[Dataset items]
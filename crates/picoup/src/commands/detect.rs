//! `picoup detect`

use picoup_core::HostEnvironment;

use crate::cli::CliError;

/// Print the host pair, e.g. `linux/x86_64`.
///
/// # Errors
///
/// Fails on hosts outside the supported set.
pub fn execute() -> Result<String, CliError> {
    Ok(HostEnvironment::detect()?.to_string())
}
//! Upstream release metadata and the source trait that supplies it.

use async_trait::async_trait;
use serde::{Deserialize, Serialize};

use crate::Result;

/// One file attached to an upstream release.
#[derive(Debug, Clone, PartialEq, Eq, Serialize, Deserialize)]
pub struct ReleaseAsset {
    /// File name as published.
    pub name: String,
    /// Direct download URL.
    pub download_url: String,
    /// Size in bytes, when the source reports it.
    #[serde(default, skip_serializing_if = "Option::is_none")]
    pub size_bytes: Option<u64>,
}

impl ReleaseAsset {
    /// Create an asset without size information.
    #[must_use]
    pub fn new(name: impl Into<String>, download_url: impl Into<String>) -> Self {
        Self {
            name: name.into(),
            download_url: download_url.into(),
            size_bytes: None,
        }
    }
}

/// A tagged upstream publication.
#[derive(Debug, Clone, PartialEq, Eq, Serialize, Deserialize)]
pub struct Release {
    pub tag: String,
    #[serde(default)]
    pub is_prerelease: bool,
    #[serde(default)]
    pub is_draft: bool,
    /// Assets in the order the source lists them.
    #[serde(default)]
    pub assets: Vec<ReleaseAsset>,
}

impl Release {
    /// Create a published (non-draft, non-prerelease) release.
    #[must_use]
    pub fn new(tag: impl Into<String>, assets: Vec<ReleaseAsset>) -> Self {
        Self {
            tag: tag.into(),
            is_prerelease: false,
            is_draft: false,
            assets,
        }
    }

    /// Asset names, for diagnostics.
    #[must_use]
    pub fn asset_names(&self) -> Vec<&str> {
        self.assets.iter().map(|a| a.name.as_str()).collect()
    }
}

/// A repository on the releases host, `owner/name`.
#[derive(Debug, Clone, Copy, PartialEq, Eq, Hash)]
pub struct Repository {
    pub owner: &'static str,
    pub name: &'static str,
}

impl Repository {
    /// Create a repository reference.
    #[must_use]
    pub const fn new(owner: &'static str, name: &'static str) -> Self {
        Self { owner, name }
    }
}

impl std::fmt::Display for Repository {
    fn fmt(&self, f: &mut std::fmt::Formatter<'_>) -> std::fmt::Result {
        write!(f, "{}/{}", self.owner, self.name)
    }
}

/// Read-only access to a hosted releases API.
///
/// Implemented over HTTP by the GitHub provider and by in-memory fixtures in
/// tests. Every call is a single request; no retries.
#[async_trait]
pub trait ReleaseSource: Send + Sync {
    /// List releases, newest first as the host orders them.
    async fn list_releases(&self, repo: Repository, limit: usize) -> Result<Vec<Release>>;

    /// Fetch one release by tag.
    ///
    /// Fails with [`crate::Error::NotFound`] when the tag does not exist.
    async fn get_release_by_tag(&self, repo: Repository, tag: &str) -> Result<Release>;

    /// List tag names.
    async fn list_tags(&self, repo: Repository, limit: usize) -> Result<Vec<String>>;
}
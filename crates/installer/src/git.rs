//! SDK checkout via the system `git`.

use std::ffi::OsString;
use std::path::{Path, PathBuf};

use picoup_core::{Error, Result};
use tokio::process::Command;
use tracing::{debug, info};

use crate::extract::sibling;

/// Runs `git` to produce shallow checkouts.
#[derive(Debug, Clone)]
pub struct Git {
    program: PathBuf,
}

impl Default for Git {
    fn default() -> Self {
        Self {
            program: PathBuf::from("git"),
        }
    }
}

impl Git {
    /// Use a specific `git` executable.
    #[must_use]
    pub fn with_program(program: impl Into<PathBuf>) -> Self {
        Self {
            program: program.into(),
        }
    }

    /// Shallow-clone `url` at `tag` into `dest` and initialise submodules.
    ///
    /// The clone happens in a hidden sibling directory that is renamed onto
    /// `dest` once both steps succeed.
    ///
    /// # Errors
    ///
    /// Returns [`Error::CommandFailed`] with the command line, exit status and
    /// captured stderr when either git step exits non-zero.
    pub async fn clone_at_tag(&self, url: &str, tag: &str, dest: &Path) -> Result<()> {
        let staging = sibling(dest, "clone");
        if staging.exists() {
            tokio::fs::remove_dir_all(&staging).await?;
        }
        if let Some(parent) = dest.parent() {
            tokio::fs::create_dir_all(parent).await?;
        }

        info!(%url, %tag, dest = %dest.display(), "Cloning");
        let result = async {
            self.run(
                None,
                [
                    "clone".into(),
                    "--depth".into(),
                    "1".into(),
                    "--branch".into(),
                    tag.into(),
                    "--".into(),
                    url.into(),
                    staging.clone().into_os_string(),
                ],
            )
            .await?;
            self.run(
                Some(&staging),
                ["submodule".into(), "update".into(), "--init".into()],
            )
            .await
        }
        .await;

        if let Err(e) = result {
            let _ = tokio::fs::remove_dir_all(&staging).await;
            return Err(e);
        }

        if dest.exists() {
            tokio::fs::remove_dir_all(dest).await?;
        }
        tokio::fs::rename(&staging, dest).await?;
        Ok(())
    }

    async fn run<const N: usize>(&self, cwd: Option<&Path>, args: [OsString; N]) -> Result<()> {
        let rendered = std::iter::once(self.program.as_os_str())
            .chain(args.iter().map(OsString::as_os_str))
            .map(|a| a.to_string_lossy())
            .collect::<Vec<_>>()
            .join(" ");
        debug!(command = %rendered, "Running git");

        let mut command = Command::new(&self.program);
        command.args(&args);
        if let Some(dir) = cwd {
            command.current_dir(dir);
        }

        let output = command.output().await?;
        if output.status.success() {
            Ok(())
        } else {
            Err(Error::command_failed(
                rendered,
                output.status.to_string(),
                String::from_utf8_lossy(&output.stderr).trim(),
            ))
        }
    }
}

#[cfg(all(test, unix))]
mod tests {
    use super::*;

    #[tokio::test]
    async fn test_failing_git_reports_command() {
        let dir = tempfile::tempdir().unwrap();
        let dest = dir.path().join("sdk").join("2.2.0");

        let err = Git::with_program("false")
            .clone_at_tag("https://example.invalid/sdk.git", "2.2.0", &dest)
            .await
            .unwrap_err();

        match err {
            Error::CommandFailed { command, .. } => {
                assert!(command.starts_with("false clone --depth 1 --branch 2.2.0 -- "));
                assert!(command.contains("-- https://example.invalid/sdk.git "));
            }
            other => panic!("expected CommandFailed, got {other:?}"),
        }
        assert!(!dest.exists());
        assert!(!sibling(&dest, "clone").exists());
    }
}
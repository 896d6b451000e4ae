//! Tracing setup for the picoup binary.
//!
//! Logs always go to stderr so that stdout carries only command output, which
//! keeps `resolve --json` pipeable.

use std::io;

pub use tracing::Level;
use tracing_subscriber::{filter::EnvFilter, layer::SubscriberExt, util::SubscriberInitExt};
use uuid::Uuid;

/// Log output format.
#[derive(Debug, Clone, Copy, PartialEq, Eq, clap::ValueEnum)]
pub enum TracingFormat {
    /// Multi-line human-readable format
    Pretty,
    /// Single-line format
    Compact,
    /// Structured JSON, one object per line
    Json,
}

/// Log level options for the CLI.
#[derive(Debug, Clone, Copy, PartialEq, Eq, clap::ValueEnum)]
pub enum LogLevel {
    /// Show all logs (trace level)
    Trace,
    /// Show debug and above
    Debug,
    /// Show info and above
    Info,
    /// Show warnings and above (default)
    Warn,
    /// Show errors only
    Error,
}

impl From<LogLevel> for Level {
    fn from(level: LogLevel) -> Self {
        match level {
            LogLevel::Trace => Self::TRACE,
            LogLevel::Debug => Self::DEBUG,
            LogLevel::Info => Self::INFO,
            LogLevel::Warn => Self::WARN,
            LogLevel::Error => Self::ERROR,
        }
    }
}

/// Tracing configuration.
#[derive(Debug, Clone)]
pub struct TracingConfig {
    pub format: TracingFormat,
    pub level: Level,
    /// Explicit filter directive; `RUST_LOG` is used when absent.
    pub filter: Option<String>,
}

impl Default for TracingConfig {
    fn default() -> Self {
        Self {
            format: TracingFormat::Compact,
            level: Level::WARN,
            filter: None,
        }
    }
}

static CORRELATION_ID: std::sync::OnceLock<Uuid> = std::sync::OnceLock::new();

/// Correlation id for this run.
pub fn correlation_id() -> Uuid {
    *CORRELATION_ID.get_or_init(Uuid::new_v4)
}

/// Filter directive enabling `level` for every picoup crate.
#[must_use]
pub fn default_directive(level: Level) -> String {
    let level = level.as_str().to_lowercase();
    [
        "picoup",
        "picoup_core",
        "picoup_resolver",
        "picoup_installer",
        "picoup_tools_github",
        "picoup_tools_index",
    ]
    .iter()
    .map(|target| format!("{target}={level}"))
    .collect::<Vec<_>>()
    .join(",")
}

/// Install the global subscriber.
///
/// # Errors
///
/// Returns an error if the filter directive is invalid.
pub fn init_tracing(config: TracingConfig) -> miette::Result<()> {
    let correlation_id = correlation_id();

    let env_filter = if let Some(filter) = config.filter {
        EnvFilter::try_new(filter)
    } else {
        EnvFilter::try_from_default_env()
            .or_else(|_| EnvFilter::try_new(default_directive(config.level)))
    }
    .map_err(|e| miette::miette!("Failed to create tracing filter: {e}"))?;

    let registry = tracing_subscriber::registry().with(env_filter);

    match config.format {
        TracingFormat::Pretty => {
            let layer = tracing_subscriber::fmt::layer()
                .pretty()
                .with_writer(io::stderr)
                .with_target(true);
            registry.with(layer).init();
        }
        TracingFormat::Compact => {
            let layer = tracing_subscriber::fmt::layer()
                .compact()
                .with_writer(io::stderr)
                .with_target(false);
            registry.with(layer).init();
        }
        TracingFormat::Json => {
            let layer = tracing_subscriber::fmt::layer()
                .json()
                .with_writer(io::stderr)
                .with_current_span(true);
            registry.with(layer).init();
        }
    }

    tracing::info!(
        correlation_id = %correlation_id,
        version = env!("CARGO_PKG_VERSION"),
        format = ?config.format,
        "Tracing initialized"
    );

    Ok(())
}
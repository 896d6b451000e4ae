//! Archive type inference from download URLs.

use serde::{Deserialize, Serialize};

/// Container format of a downloadable asset.
#[derive(Debug, Clone, Copy, PartialEq, Eq, Hash, Serialize, Deserialize)]
pub enum ArchiveType {
    #[serde(rename = "zip")]
    Zip,
    #[serde(rename = "tar.gz")]
    TarGz,
    #[serde(rename = "tar.xz")]
    TarXz,
    #[serde(rename = "tar.bz2")]
    TarBz2,
    #[serde(rename = "pkg")]
    Pkg,
    #[serde(rename = "unknown")]
    Unknown,
}

// Most specific suffix first.
const SUFFIXES: &[(&str, ArchiveType)] = &[
    (".tar.xz", ArchiveType::TarXz),
    (".tar.gz", ArchiveType::TarGz),
    (".tar.bz2", ArchiveType::TarBz2),
    (".txz", ArchiveType::TarXz),
    (".tgz", ArchiveType::TarGz),
    (".tbz2", ArchiveType::TarBz2),
    (".pkg", ArchiveType::Pkg),
    (".zip", ArchiveType::Zip),
];

impl ArchiveType {
    /// Classify a URL or file name by suffix, case-insensitively.
    ///
    /// Query strings and fragments are ignored.
    #[must_use]
    pub fn from_url(url: &str) -> Self {
        let path = url.split(['?', '#']).next().unwrap_or(url).to_lowercase();
        SUFFIXES
            .iter()
            .find(|(suffix, _)| path.ends_with(suffix))
            .map_or(Self::Unknown, |(_, kind)| *kind)
    }

    /// Short tag, e.g. `tar.gz`.
    #[must_use]
    pub fn as_str(self) -> &'static str {
        match self {
            Self::Zip => "zip",
            Self::TarGz => "tar.gz",
            Self::TarXz => "tar.xz",
            Self::TarBz2 => "tar.bz2",
            Self::Pkg => "pkg",
            Self::Unknown => "unknown",
        }
    }
}

impl std::fmt::Display for ArchiveType {
    fn fmt(&self, f: &mut std::fmt::Formatter<'_>) -> std::fmt::Result {
        f.write_str(self.as_str())
    }
}
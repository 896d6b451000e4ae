//! `picoup toolchains`

use std::fmt::Write as _;

use picoup_core::{HostEnvironment, PlatformKey, ToolchainIndex};

use super::build_index_loader;
use crate::cli::CliError;
use crate::config::Settings;

/// List the versions in `index` that have a build for `env`.
#[must_use]
pub fn render(index: &ToolchainIndex, env: HostEnvironment) -> String {
    let key = PlatformKey::from(env);
    let versions = index.versions_for(key);

    let mut out = format!("Toolchains for {env} ({key}, {} index):", index.provenance);
    if versions.is_empty() {
        out.push_str("\n  (none)");
    }
    for version in versions {
        let _ = write!(out, "\n  {version}");
    }
    out
}

/// Load the index and list versions for the detected host.
///
/// # Errors
///
/// Fails on unsupported hosts or when no index source is usable.
pub async fn execute(settings: &Settings) -> Result<String, CliError> {
    let env = HostEnvironment::detect()?;
    let index = build_index_loader(settings)?.load().await?;
    Ok(render(&index, env))
}

#[cfg(test)]
mod tests {
    use super::*;
    use picoup_core::{Arch, Os, Provenance};

    #[test]
    fn test_render_filters_by_host() {
        let index = ToolchainIndex::parse(
            "[13_3_Rel1]\nlinux_x64 = a\n[14_2_Rel1]\nlinux_x64 = b\ndarwin_arm64 = c\n",
            Provenance::BundledFallback,
        );

        let linux = render(&index, HostEnvironment::new(Os::Linux, Arch::X86_64));
        assert_eq!(
            linux,
            "Toolchains for linux/x86_64 (linux_x64, bundled fallback index):\n  13_3_Rel1\n  14_2_Rel1"
        );

        let mac = render(&index, HostEnvironment::new(Os::MacOs, Arch::Aarch64));
        assert!(mac.ends_with(":\n  14_2_Rel1"));

        let arm = render(&index, HostEnvironment::new(Os::Linux, Arch::Aarch64));
        assert!(arm.ends_with("(none)"));
    }
}
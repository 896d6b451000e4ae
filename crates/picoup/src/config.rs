//! Settings: CLI flags and environment over the settings file over defaults.

use std::path::{Path, PathBuf};

use picoup_tools_github::DEFAULT_API_BASE;
use picoup_tools_index::{DEFAULT_DATA_VERSION, default_index_url};
use serde::Deserialize;
use tracing::debug;

use crate::cli::{CliError, GlobalArgs};

/// Default install root under the home directory.
pub const DEFAULT_ROOT_DIR: &str = ".pico-sdk";

/// Contents of `config.toml`. Every key is optional.
#[derive(Debug, Clone, Default, PartialEq, Eq, Deserialize)]
#[serde(deny_unknown_fields)]
pub struct FileSettings {
    pub root: Option<PathBuf>,
    pub prefer_installed: Option<bool>,
    pub index_url: Option<String>,
    pub index_data_version: Option<String>,
    pub api_base: Option<String>,
    pub resources_dir: Option<PathBuf>,
}

impl FileSettings {
    /// Default settings file location.
    #[must_use]
    pub fn default_path() -> Option<PathBuf> {
        dirs::config_dir().map(|dir| dir.join("picoup").join("config.toml"))
    }

    /// Parse settings text.
    ///
    /// # Errors
    ///
    /// Returns a configuration error naming `origin` on invalid TOML or
    /// unknown keys.
    pub fn parse(text: &str, origin: &Path) -> Result<Self, CliError> {
        toml::from_str(text).map_err(|e| {
            CliError::config_with_help(
                format!("Invalid settings file {}: {e}", origin.display()),
                "Known keys: root, prefer_installed, index_url, index_data_version, api_base, resources_dir",
            )
        })
    }

    /// Load from an explicit path, or from the default path if it exists.
    ///
    /// # Errors
    ///
    /// An explicit path that cannot be read is an error; a missing default
    /// file is not.
    pub fn load(explicit: Option<&Path>) -> Result<Self, CliError> {
        let (path, required) = match explicit {
            Some(path) => (path.to_path_buf(), true),
            None => match Self::default_path() {
                Some(path) => (path, false),
                None => return Ok(Self::default()),
            },
        };

        match std::fs::read_to_string(&path) {
            Ok(text) => {
                debug!(path = %path.display(), "Loaded settings file");
                Self::parse(&text, &path)
            }
            Err(e) if !required && e.kind() == std::io::ErrorKind::NotFound => Ok(Self::default()),
            Err(e) => Err(CliError::config(format!(
                "Cannot read settings file {}: {e}",
                path.display()
            ))),
        }
    }
}

/// Effective settings for one run.
#[derive(Debug, Clone, PartialEq, Eq)]
pub struct Settings {
    pub root: PathBuf,
    pub github_token: Option<String>,
    pub prefer_installed: bool,
    /// `None` when the remote index is skipped.
    pub index_url: Option<String>,
    pub api_base: String,
    pub resources_dir: Option<PathBuf>,
}

impl Settings {
    /// Merge flags over file settings over defaults.
    ///
    /// `fallback_token` is consulted only when no token was given by flag or
    /// `GITHUB_TOKEN`.
    ///
    /// # Errors
    ///
    /// Returns a configuration error when no install root can be determined.
    pub fn resolve(
        args: &GlobalArgs,
        file: FileSettings,
        fallback_token: Option<String>,
    ) -> Result<Self, CliError> {
        let root = match args.root.clone().or(file.root) {
            Some(root) => root,
            None => dirs::home_dir()
                .map(|home| home.join(DEFAULT_ROOT_DIR))
                .ok_or_else(|| {
                    CliError::config_with_help(
                        "Cannot determine the home directory",
                        "Pass --root or set PICOUP_ROOT",
                    )
                })?,
        };

        let index_url = if args.offline_index {
            None
        } else {
            Some(file.index_url.unwrap_or_else(|| {
                default_index_url(
                    file.index_data_version
                        .as_deref()
                        .unwrap_or(DEFAULT_DATA_VERSION),
                )
            }))
        };

        Ok(Self {
            root,
            github_token: args
                .github_token
                .clone()
                .or(fallback_token)
                .filter(|t| !t.is_empty()),
            prefer_installed: args.prefer_installed || file.prefer_installed.unwrap_or(false),
            index_url,
            api_base: file
                .api_base
                .unwrap_or_else(|| DEFAULT_API_BASE.to_string()),
            resources_dir: file.resources_dir,
        })
    }

    /// Load the settings file named by `args` (or the default one) and merge.
    ///
    /// # Errors
    ///
    /// Returns a configuration error for unreadable or invalid settings.
    pub fn load(args: &GlobalArgs) -> Result<Self, CliError> {
        let file = FileSettings::load(args.config.as_deref())?;
        Self::resolve(args, file, std::env::var("GH_TOKEN").ok())
    }
}
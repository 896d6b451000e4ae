//! `picoup resolve`

use picoup_core::{HostEnvironment, InstallPlan, InstallRequest};
use tracing::info;

use super::build_resolver;
use crate::cli::CliError;
use crate::config::Settings;

/// Resolve `request` for `env`.
///
/// # Errors
///
/// Returns the resolver's failure.
pub async fn resolve_plan(
    settings: &Settings,
    request: &InstallRequest,
    env: HostEnvironment,
) -> Result<InstallPlan, CliError> {
    let plan = build_resolver(settings)?.resolve(request, env).await?;
    info!(components = plan.components().len(), "Plan resolved");
    Ok(plan)
}

/// Render the plan as text or canonical JSON.
///
/// # Errors
///
/// Returns an error if the plan cannot be serialized.
pub fn render(plan: &InstallPlan, json: bool) -> Result<String, CliError> {
    if json {
        Ok(plan.to_canonical_json()?)
    } else {
        Ok(plan.render_text().trim_end().to_string())
    }
}

/// Resolve for the detected host and render.
///
/// # Errors
///
/// Fails on unsupported hosts and resolution failures.
pub async fn execute(
    settings: &Settings,
    request: InstallRequest,
    json: bool,
) -> Result<String, CliError> {
    let env = HostEnvironment::detect()?;
    let plan = resolve_plan(settings, &request, env).await?;
    render(&plan, json)
}
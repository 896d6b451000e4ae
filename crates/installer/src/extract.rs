//! Archive extraction into an install path.
//!
//! Archives are unpacked into a hidden sibling directory first and renamed into
//! place only on success, so a failed extraction never leaves a partial
//! install behind. When an archive wraps everything in one top-level
//! directory, that directory's contents become the install path's contents.

use std::fs::File;
use std::path::{Path, PathBuf};
use std::process::Command;

use flate2::read::GzDecoder;
use picoup_core::{ArchiveType, Error, Result};
use tar::Archive;
use tracing::{debug, trace};

/// Sibling path with a hidden name and `suffix`, e.g. `cmake/.v3.31.5.tmp`.
pub(crate) fn sibling(dest: &Path, suffix: &str) -> PathBuf {
    let name = dest
        .file_name()
        .map_or_else(|| "install".to_string(), |n| n.to_string_lossy().into_owned());
    dest.with_file_name(format!(".{name}.{suffix}"))
}

/// Whether the installer can unpack this archive type.
#[must_use]
pub fn is_supported(kind: ArchiveType) -> bool {
    !matches!(kind, ArchiveType::Pkg | ArchiveType::Unknown)
}

/// Unpack `archive` of type `kind` so that its contents end up at `dest`.
///
/// Any existing directory at `dest` is replaced.
///
/// # Errors
///
/// - [`Error::UnsupportedArchive`] for `pkg` and unrecognised archives
/// - [`Error::ExtractionFailed`] when the archive is corrupt
/// - [`Error::CommandFailed`] when the system `tar` rejects an xz/bz2 archive
/// - [`Error::Io`] on filesystem failures
pub fn unpack(archive: &Path, kind: ArchiveType, dest: &Path) -> Result<()> {
    if !is_supported(kind) {
        return Err(Error::unsupported_archive(
            kind.as_str(),
            archive.display().to_string(),
        ));
    }

    let staging = sibling(dest, "tmp");
    if staging.exists() {
        std::fs::remove_dir_all(&staging)?;
    }
    std::fs::create_dir_all(&staging)?;

    let unpacked = match kind {
        ArchiveType::Zip => unpack_zip(archive, &staging),
        ArchiveType::TarGz => unpack_tar_gz(archive, &staging),
        _ => unpack_with_system_tar(archive, &staging),
    };
    if let Err(e) = unpacked.and_then(|()| move_into_place(&staging, dest)) {
        let _ = std::fs::remove_dir_all(&staging);
        return Err(e);
    }
    if staging.exists() {
        std::fs::remove_dir_all(&staging)?;
    }

    debug!(archive = %archive.display(), dest = %dest.display(), %kind, "Extracted");
    Ok(())
}

fn unpack_zip(archive: &Path, into: &Path) -> Result<()> {
    let file = File::open(archive)?;
    let mut zip = zip::ZipArchive::new(file)
        .map_err(|e| Error::extraction_failed(archive.display().to_string(), e.to_string()))?;
    zip.extract(into)
        .map_err(|e| Error::extraction_failed(archive.display().to_string(), e.to_string()))
}

fn unpack_tar_gz(archive: &Path, into: &Path) -> Result<()> {
    let file = File::open(archive)?;
    let mut tar = Archive::new(GzDecoder::new(file));
    tar.set_preserve_permissions(true);
    tar.unpack(into)
        .map_err(|e| Error::extraction_failed(archive.display().to_string(), e.to_string()))
}

/// xz and bzip2 tarballs go through the host's `tar`, which both supported
/// platforms ship with.
fn unpack_with_system_tar(archive: &Path, into: &Path) -> Result<()> {
    let mut command = Command::new("tar");
    command.arg("-xf").arg(archive).arg("-C").arg(into);
    trace!(?command, "Running system tar");

    let output = command.output()?;
    if output.status.success() {
        Ok(())
    } else {
        Err(Error::command_failed(
            format!("tar -xf {} -C {}", archive.display(), into.display()),
            output.status.to_string(),
            String::from_utf8_lossy(&output.stderr).trim(),
        ))
    }
}

/// The directory whose contents should become the install path.
fn content_root(staging: &Path) -> Result<PathBuf> {
    let mut entries = std::fs::read_dir(staging)?.collect::<std::io::Result<Vec<_>>>()?;
    if entries.len() == 1 && entries[0].file_type()?.is_dir() {
        if let Some(only) = entries.pop() {
            trace!(dir = %only.path().display(), "Flattening single top-level directory");
            return Ok(only.path());
        }
    }
    Ok(staging.to_path_buf())
}

fn move_into_place(staging: &Path, dest: &Path) -> Result<()> {
    let source = content_root(staging)?;
    if dest.exists() {
        std::fs::remove_dir_all(dest)?;
    }
    if let Some(parent) = dest.parent() {
        std::fs::create_dir_all(parent)?;
    }
    std::fs::rename(&source, dest)?;
    Ok(())
}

*ACTIVITY*
Copy each line of the entries that includes the word "OsString".

*TASK RESULT*
use std::ffi::OsString;
    async fn run<const N: usize>(&self, cwd: Option<&Path>, args: [OsString; N]) -> Result<()> {
            .chain(args.iter().map(OsString::as_os_str))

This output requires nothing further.